+++ Supplied entries

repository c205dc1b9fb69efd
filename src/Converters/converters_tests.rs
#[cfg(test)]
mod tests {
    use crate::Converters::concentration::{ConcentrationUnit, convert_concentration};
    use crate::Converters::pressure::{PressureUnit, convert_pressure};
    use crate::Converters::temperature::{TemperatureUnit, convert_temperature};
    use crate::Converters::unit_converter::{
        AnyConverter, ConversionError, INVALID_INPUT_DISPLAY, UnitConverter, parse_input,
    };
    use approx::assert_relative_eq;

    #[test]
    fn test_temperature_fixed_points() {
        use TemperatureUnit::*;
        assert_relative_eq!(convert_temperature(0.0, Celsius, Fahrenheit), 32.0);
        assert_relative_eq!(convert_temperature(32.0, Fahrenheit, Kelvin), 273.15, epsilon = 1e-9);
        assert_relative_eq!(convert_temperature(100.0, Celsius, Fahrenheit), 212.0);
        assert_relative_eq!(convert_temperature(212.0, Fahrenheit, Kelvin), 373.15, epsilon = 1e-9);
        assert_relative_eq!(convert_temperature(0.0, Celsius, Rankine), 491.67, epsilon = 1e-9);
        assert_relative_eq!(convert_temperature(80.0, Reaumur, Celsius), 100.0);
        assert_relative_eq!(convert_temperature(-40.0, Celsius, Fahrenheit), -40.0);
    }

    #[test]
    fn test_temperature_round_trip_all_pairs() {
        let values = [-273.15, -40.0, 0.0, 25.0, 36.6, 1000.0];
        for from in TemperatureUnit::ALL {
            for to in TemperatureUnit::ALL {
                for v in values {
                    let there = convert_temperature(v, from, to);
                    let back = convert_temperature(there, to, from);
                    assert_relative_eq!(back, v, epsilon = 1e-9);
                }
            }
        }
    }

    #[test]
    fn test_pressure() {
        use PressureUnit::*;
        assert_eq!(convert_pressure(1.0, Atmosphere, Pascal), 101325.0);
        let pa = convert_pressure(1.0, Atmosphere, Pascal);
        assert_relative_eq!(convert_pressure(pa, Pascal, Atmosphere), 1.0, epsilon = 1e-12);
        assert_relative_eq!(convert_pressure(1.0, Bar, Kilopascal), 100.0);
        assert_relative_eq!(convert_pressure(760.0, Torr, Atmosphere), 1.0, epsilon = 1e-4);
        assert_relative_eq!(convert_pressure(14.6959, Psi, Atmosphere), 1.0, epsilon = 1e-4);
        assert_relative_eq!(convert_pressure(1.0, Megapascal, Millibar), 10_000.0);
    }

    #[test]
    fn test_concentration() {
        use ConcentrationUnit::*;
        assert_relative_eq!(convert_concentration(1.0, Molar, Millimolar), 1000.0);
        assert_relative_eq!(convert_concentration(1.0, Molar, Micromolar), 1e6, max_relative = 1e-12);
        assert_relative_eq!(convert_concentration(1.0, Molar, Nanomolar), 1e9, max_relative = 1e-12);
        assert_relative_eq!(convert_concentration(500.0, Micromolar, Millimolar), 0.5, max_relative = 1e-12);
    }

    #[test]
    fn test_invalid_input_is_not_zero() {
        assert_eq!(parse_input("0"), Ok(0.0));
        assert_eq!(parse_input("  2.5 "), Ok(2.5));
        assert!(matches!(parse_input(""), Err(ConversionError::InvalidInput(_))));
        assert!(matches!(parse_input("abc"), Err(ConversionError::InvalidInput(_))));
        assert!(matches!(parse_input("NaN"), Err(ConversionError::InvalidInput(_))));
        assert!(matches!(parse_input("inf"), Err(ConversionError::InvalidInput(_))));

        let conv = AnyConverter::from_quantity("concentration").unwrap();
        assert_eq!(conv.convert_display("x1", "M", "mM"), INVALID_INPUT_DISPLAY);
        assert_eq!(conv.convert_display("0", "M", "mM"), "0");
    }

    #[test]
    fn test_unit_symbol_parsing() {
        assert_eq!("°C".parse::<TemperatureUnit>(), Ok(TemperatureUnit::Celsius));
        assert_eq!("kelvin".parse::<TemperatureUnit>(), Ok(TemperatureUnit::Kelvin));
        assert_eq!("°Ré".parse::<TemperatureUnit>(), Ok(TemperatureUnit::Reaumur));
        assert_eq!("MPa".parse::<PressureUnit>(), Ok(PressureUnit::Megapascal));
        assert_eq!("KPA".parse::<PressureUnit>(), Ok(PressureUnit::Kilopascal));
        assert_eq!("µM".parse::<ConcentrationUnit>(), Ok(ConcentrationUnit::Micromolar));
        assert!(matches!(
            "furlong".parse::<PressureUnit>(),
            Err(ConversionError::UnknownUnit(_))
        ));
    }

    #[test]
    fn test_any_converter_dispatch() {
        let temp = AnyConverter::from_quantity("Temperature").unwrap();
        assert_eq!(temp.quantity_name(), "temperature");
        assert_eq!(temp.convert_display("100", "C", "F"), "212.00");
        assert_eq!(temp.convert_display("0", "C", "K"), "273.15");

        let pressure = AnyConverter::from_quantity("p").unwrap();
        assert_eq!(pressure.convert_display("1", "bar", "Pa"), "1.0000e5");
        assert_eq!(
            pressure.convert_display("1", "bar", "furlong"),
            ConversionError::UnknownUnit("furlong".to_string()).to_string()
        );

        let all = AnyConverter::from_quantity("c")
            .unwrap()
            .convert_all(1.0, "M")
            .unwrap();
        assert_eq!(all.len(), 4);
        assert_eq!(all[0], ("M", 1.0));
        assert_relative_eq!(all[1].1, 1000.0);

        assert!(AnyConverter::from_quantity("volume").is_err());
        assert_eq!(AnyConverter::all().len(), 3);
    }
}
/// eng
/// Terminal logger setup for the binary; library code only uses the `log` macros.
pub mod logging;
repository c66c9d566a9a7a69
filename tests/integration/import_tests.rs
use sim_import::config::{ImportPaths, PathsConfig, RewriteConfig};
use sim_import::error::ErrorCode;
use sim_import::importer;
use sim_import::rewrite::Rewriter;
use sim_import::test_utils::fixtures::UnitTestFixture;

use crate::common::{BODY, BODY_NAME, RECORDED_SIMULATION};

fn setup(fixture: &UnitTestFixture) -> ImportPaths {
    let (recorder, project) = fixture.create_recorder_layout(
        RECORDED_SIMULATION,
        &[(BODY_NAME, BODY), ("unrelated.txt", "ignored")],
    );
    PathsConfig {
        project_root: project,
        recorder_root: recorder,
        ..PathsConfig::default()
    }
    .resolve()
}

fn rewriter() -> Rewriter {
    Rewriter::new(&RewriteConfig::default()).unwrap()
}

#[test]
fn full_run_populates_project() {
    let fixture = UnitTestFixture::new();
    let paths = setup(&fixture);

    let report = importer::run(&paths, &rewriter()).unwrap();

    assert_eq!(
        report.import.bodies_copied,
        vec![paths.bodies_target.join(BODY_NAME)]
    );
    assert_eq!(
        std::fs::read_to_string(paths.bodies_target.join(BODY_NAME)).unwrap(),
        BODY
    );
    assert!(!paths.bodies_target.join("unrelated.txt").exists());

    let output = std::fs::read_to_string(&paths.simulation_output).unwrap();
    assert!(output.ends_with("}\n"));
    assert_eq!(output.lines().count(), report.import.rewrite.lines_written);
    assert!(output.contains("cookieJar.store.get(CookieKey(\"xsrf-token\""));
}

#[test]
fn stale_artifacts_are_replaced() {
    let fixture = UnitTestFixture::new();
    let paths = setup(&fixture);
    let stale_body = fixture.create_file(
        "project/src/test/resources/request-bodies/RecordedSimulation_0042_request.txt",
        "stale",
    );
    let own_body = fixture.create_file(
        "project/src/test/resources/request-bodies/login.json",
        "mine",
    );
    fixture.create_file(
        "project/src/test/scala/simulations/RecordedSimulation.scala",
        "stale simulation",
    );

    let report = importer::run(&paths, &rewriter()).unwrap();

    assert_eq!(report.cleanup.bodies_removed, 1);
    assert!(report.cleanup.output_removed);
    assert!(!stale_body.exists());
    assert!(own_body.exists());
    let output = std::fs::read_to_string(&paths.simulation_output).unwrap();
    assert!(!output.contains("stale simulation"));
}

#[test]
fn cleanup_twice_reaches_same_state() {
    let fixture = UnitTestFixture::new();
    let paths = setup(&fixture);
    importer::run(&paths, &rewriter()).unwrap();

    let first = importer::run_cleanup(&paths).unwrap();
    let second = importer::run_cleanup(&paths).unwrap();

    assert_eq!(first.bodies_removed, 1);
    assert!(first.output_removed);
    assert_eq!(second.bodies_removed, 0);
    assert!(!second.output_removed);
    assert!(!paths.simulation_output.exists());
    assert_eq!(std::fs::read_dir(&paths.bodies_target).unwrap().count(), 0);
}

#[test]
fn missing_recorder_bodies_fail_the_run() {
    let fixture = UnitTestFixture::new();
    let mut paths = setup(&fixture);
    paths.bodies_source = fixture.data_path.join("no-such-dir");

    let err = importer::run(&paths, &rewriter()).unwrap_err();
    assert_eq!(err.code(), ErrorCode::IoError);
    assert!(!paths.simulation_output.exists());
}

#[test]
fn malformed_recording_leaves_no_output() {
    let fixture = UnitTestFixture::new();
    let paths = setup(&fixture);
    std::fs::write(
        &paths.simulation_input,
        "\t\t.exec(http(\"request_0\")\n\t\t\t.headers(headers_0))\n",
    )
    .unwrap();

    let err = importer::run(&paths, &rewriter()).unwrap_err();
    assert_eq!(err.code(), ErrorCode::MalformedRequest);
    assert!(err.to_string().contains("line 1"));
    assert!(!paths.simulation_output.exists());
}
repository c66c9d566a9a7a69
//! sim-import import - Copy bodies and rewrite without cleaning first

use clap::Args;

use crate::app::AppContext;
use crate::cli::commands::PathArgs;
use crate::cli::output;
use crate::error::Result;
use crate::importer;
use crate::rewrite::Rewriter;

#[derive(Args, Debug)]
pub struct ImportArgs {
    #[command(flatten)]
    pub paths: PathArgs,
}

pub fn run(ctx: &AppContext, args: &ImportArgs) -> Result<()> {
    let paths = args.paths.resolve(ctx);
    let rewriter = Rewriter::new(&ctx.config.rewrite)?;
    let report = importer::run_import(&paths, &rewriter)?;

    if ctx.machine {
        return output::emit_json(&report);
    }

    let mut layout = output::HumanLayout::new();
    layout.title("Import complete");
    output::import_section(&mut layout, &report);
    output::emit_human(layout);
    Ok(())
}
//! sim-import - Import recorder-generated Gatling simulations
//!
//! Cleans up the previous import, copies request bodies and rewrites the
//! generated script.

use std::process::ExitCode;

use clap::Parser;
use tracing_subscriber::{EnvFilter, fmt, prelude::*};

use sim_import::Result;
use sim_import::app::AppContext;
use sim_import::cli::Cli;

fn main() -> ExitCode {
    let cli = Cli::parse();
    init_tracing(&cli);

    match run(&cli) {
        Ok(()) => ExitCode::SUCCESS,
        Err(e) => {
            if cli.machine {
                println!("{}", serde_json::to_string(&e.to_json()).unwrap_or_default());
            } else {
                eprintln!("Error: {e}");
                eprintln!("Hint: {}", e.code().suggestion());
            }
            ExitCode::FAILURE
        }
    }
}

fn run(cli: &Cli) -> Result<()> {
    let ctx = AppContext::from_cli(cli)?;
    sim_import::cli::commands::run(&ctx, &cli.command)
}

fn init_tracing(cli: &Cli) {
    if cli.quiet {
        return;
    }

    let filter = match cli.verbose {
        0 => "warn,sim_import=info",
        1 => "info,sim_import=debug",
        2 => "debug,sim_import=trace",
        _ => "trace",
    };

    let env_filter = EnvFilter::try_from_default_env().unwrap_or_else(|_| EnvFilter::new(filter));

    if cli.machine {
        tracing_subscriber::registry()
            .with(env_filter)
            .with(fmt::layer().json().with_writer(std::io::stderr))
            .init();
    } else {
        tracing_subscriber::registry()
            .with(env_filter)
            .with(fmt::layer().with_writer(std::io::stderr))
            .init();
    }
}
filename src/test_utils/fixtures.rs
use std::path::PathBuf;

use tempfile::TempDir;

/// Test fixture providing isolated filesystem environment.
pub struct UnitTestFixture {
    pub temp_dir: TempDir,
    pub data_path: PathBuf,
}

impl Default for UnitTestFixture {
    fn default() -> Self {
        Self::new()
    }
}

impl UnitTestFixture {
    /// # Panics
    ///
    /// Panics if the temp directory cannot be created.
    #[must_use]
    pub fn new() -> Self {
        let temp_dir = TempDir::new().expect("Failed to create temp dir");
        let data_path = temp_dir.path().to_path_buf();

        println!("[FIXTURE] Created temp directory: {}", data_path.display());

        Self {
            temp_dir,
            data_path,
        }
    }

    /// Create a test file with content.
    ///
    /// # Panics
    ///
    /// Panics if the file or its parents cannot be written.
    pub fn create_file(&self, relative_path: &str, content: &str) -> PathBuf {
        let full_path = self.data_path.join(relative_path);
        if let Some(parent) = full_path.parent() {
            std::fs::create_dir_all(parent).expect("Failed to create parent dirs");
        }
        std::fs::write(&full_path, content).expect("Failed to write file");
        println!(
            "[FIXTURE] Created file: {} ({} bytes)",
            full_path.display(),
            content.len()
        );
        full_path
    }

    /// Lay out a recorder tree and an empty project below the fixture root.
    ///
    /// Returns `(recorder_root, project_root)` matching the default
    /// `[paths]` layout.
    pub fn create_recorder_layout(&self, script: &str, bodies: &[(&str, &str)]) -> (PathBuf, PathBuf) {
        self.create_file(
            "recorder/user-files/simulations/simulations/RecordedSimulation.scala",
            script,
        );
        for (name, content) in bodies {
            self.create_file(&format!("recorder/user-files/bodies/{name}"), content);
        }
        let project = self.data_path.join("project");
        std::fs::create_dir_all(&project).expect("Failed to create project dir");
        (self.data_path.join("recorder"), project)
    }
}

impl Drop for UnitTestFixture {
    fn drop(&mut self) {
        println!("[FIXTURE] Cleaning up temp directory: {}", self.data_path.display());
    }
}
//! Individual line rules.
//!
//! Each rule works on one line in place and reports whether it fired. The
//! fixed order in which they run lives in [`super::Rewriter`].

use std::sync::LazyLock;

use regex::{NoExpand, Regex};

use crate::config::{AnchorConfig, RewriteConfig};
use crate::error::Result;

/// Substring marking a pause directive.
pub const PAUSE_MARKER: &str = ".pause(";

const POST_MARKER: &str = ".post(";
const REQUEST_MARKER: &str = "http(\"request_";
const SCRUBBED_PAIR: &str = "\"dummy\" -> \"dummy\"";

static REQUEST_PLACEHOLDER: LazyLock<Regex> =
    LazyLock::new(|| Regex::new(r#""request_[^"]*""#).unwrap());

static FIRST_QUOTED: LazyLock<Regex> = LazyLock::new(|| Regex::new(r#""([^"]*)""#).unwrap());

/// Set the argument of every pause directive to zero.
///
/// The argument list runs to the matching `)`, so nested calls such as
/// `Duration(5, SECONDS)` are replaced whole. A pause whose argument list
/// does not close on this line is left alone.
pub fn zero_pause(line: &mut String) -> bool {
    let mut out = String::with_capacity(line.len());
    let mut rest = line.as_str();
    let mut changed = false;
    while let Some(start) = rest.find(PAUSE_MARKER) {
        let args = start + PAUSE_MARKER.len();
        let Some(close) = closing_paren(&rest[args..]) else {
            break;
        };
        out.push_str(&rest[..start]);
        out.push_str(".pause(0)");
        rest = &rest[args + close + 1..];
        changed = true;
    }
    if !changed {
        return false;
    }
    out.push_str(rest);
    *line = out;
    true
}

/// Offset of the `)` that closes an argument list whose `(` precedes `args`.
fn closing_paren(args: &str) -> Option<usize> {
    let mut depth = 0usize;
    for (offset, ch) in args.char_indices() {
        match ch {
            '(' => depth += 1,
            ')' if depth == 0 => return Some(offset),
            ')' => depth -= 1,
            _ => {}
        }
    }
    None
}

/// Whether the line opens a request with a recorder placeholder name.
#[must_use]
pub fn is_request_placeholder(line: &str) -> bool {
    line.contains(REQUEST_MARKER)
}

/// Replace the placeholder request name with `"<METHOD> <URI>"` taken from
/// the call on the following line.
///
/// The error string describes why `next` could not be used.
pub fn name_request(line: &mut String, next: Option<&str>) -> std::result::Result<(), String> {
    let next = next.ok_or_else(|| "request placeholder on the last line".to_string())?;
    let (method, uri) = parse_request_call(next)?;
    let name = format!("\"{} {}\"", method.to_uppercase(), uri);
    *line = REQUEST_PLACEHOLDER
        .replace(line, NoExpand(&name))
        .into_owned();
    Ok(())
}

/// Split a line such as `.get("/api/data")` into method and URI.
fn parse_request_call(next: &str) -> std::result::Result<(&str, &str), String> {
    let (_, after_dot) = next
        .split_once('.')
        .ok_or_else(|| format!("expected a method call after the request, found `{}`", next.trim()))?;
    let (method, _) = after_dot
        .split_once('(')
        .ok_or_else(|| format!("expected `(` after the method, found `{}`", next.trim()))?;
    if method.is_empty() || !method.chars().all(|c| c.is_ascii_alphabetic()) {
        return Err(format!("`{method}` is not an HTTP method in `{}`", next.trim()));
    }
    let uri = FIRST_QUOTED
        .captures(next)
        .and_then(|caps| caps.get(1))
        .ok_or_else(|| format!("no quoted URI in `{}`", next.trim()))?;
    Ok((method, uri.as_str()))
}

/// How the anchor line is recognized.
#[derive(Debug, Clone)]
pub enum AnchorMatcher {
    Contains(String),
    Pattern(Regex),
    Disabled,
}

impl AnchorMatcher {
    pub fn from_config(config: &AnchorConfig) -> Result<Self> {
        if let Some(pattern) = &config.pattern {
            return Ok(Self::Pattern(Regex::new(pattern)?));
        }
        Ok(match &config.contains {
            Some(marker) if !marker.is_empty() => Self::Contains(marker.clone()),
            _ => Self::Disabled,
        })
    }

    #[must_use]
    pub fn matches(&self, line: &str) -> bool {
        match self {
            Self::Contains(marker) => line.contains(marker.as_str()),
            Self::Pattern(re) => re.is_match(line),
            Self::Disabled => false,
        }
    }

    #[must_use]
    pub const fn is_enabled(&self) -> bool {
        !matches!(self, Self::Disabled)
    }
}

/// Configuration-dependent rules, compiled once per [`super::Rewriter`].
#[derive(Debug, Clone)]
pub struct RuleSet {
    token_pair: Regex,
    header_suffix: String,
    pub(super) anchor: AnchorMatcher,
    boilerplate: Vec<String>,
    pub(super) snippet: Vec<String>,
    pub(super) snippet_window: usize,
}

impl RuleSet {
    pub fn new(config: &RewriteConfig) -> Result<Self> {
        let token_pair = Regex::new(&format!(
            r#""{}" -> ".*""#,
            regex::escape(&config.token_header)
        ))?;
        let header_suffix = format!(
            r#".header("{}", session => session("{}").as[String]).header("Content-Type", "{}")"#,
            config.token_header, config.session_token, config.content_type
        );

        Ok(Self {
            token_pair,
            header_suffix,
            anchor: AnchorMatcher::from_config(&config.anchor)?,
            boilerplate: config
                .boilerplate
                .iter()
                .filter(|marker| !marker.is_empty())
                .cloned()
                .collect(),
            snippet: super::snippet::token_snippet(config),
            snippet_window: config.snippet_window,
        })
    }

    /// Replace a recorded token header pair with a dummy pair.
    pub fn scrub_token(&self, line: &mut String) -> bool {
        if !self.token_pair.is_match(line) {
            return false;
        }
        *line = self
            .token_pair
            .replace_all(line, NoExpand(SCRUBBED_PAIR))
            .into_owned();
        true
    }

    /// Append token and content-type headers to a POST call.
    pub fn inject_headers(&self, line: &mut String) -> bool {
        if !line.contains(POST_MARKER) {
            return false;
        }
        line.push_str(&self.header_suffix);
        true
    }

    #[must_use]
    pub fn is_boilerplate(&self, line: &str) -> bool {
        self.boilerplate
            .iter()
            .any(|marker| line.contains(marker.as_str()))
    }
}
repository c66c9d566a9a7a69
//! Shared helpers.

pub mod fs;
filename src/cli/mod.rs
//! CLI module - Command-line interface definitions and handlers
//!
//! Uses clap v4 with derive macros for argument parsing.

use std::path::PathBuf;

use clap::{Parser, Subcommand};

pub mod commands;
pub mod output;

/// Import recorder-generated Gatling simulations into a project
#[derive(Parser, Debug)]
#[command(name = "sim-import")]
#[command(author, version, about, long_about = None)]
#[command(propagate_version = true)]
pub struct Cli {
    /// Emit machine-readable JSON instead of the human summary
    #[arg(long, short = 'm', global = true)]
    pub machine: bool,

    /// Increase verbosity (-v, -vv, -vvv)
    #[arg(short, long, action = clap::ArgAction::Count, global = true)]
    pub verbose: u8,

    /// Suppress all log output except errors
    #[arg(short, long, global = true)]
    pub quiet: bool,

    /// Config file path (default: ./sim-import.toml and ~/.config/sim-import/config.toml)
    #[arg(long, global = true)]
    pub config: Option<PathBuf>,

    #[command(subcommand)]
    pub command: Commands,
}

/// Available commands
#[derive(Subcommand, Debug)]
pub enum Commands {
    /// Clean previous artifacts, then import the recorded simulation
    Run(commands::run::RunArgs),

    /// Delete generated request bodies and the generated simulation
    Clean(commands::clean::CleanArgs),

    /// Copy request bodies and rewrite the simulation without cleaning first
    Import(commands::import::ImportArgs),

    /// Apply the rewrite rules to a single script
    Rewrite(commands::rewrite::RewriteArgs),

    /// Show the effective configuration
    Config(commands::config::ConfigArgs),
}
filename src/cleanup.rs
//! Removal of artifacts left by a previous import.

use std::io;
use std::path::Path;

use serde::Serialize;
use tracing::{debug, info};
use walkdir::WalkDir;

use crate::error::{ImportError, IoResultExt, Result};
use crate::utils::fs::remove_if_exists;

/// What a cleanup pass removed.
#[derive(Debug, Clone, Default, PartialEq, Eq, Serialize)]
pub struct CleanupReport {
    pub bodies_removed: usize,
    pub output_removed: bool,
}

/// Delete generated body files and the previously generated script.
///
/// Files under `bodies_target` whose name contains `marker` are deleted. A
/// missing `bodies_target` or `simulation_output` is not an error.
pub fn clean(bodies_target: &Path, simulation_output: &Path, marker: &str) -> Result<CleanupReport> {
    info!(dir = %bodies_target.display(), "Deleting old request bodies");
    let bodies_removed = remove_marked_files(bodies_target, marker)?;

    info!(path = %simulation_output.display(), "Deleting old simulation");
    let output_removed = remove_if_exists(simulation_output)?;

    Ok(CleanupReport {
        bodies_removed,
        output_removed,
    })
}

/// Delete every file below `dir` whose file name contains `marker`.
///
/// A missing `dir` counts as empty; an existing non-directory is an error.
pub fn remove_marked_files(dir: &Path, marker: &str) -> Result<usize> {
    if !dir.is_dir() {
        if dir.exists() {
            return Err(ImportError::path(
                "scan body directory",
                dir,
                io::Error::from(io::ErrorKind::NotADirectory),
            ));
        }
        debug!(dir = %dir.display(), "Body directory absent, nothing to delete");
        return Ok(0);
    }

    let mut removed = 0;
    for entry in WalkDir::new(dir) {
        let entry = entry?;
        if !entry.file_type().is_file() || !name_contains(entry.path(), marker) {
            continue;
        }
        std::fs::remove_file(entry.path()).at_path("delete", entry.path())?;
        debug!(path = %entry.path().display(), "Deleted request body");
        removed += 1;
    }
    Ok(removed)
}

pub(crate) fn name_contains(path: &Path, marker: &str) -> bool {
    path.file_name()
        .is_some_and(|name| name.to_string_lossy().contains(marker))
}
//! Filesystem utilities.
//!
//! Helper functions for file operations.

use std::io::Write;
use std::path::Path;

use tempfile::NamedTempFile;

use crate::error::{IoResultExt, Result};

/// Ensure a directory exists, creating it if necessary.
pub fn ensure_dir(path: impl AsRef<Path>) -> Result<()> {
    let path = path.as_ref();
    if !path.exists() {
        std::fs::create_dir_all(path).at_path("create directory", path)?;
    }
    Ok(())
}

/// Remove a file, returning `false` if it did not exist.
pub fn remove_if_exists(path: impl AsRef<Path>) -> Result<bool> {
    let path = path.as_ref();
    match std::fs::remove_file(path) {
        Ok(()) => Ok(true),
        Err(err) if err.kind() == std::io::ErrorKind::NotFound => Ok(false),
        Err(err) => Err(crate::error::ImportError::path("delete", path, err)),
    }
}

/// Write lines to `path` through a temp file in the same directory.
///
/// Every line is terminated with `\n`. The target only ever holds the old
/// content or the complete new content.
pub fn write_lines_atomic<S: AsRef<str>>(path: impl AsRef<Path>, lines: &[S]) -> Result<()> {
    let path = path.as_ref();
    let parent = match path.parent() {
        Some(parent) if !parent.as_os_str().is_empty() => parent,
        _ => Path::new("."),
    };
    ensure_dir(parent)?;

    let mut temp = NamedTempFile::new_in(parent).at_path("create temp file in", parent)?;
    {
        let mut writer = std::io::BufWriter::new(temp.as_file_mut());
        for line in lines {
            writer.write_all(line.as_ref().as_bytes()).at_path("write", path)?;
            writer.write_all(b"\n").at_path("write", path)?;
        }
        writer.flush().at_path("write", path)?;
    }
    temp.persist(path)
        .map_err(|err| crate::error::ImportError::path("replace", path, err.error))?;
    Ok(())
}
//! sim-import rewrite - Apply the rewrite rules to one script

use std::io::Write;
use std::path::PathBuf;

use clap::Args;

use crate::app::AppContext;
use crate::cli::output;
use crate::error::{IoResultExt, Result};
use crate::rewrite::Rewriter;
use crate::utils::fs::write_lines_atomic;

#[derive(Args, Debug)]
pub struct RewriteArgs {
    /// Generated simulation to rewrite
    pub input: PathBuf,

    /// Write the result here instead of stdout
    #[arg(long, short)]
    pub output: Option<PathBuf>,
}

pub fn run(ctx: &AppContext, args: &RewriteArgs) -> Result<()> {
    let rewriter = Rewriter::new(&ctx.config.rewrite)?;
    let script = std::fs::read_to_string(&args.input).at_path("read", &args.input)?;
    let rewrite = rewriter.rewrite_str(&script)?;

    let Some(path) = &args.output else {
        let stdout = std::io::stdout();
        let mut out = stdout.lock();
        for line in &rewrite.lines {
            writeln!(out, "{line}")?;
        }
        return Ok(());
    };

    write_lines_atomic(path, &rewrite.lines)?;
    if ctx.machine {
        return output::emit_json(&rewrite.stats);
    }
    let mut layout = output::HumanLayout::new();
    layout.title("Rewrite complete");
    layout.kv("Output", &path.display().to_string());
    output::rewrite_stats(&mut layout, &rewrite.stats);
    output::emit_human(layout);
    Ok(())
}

++++++

About this exercise:
When you come to the line containing "let pa = convert_pressure(1.0, Atmosphere, Pascal);", give it and stop; before that, repeat each line of the material exactly from the first one.

Result below:
repository c205dc1b9fb69efd
filename src/Converters/converters_tests.rs
#[cfg(test)]
mod tests {
    use crate::Converters::concentration::{ConcentrationUnit, convert_concentration};
    use crate::Converters::pressure::{PressureUnit, convert_pressure};
    use crate::Converters::temperature::{TemperatureUnit, convert_temperature};
    use crate::Converters::unit_converter::{
        AnyConverter, ConversionError, INVALID_INPUT_DISPLAY, UnitConverter, parse_input,
    };
    use approx::assert_relative_eq;

    #[test]
    fn test_temperature_fixed_points() {
        use TemperatureUnit::*;
        assert_relative_eq!(convert_temperature(0.0, Celsius, Fahrenheit), 32.0);
        assert_relative_eq!(convert_temperature(32.0, Fahrenheit, Kelvin), 273.15, epsilon = 1e-9);
        assert_relative_eq!(convert_temperature(100.0, Celsius, Fahrenheit), 212.0);
        assert_relative_eq!(convert_temperature(212.0, Fahrenheit, Kelvin), 373.15, epsilon = 1e-9);
        assert_relative_eq!(convert_temperature(0.0, Celsius, Rankine), 491.67, epsilon = 1e-9);
        assert_relative_eq!(convert_temperature(80.0, Reaumur, Celsius), 100.0);
        assert_relative_eq!(convert_temperature(-40.0, Celsius, Fahrenheit), -40.0);
    }

    #[test]
    fn test_temperature_round_trip_all_pairs() {
        let values = [-273.15, -40.0, 0.0, 25.0, 36.6, 1000.0];
        for from in TemperatureUnit::ALL {
            for to in TemperatureUnit::ALL {
                for v in values {
                    let there = convert_temperature(v, from, to);
                    let back = convert_temperature(there, to, from);
                    assert_relative_eq!(back, v, epsilon = 1e-9);
                }
            }
        }
    }

    #[test]
    fn test_pressure() {
        use PressureUnit::*;
        assert_eq!(convert_pressure(1.0, Atmosphere, Pascal), 101325.0);
        let pa = convert_pressure(1.0, Atmosphere, Pascal);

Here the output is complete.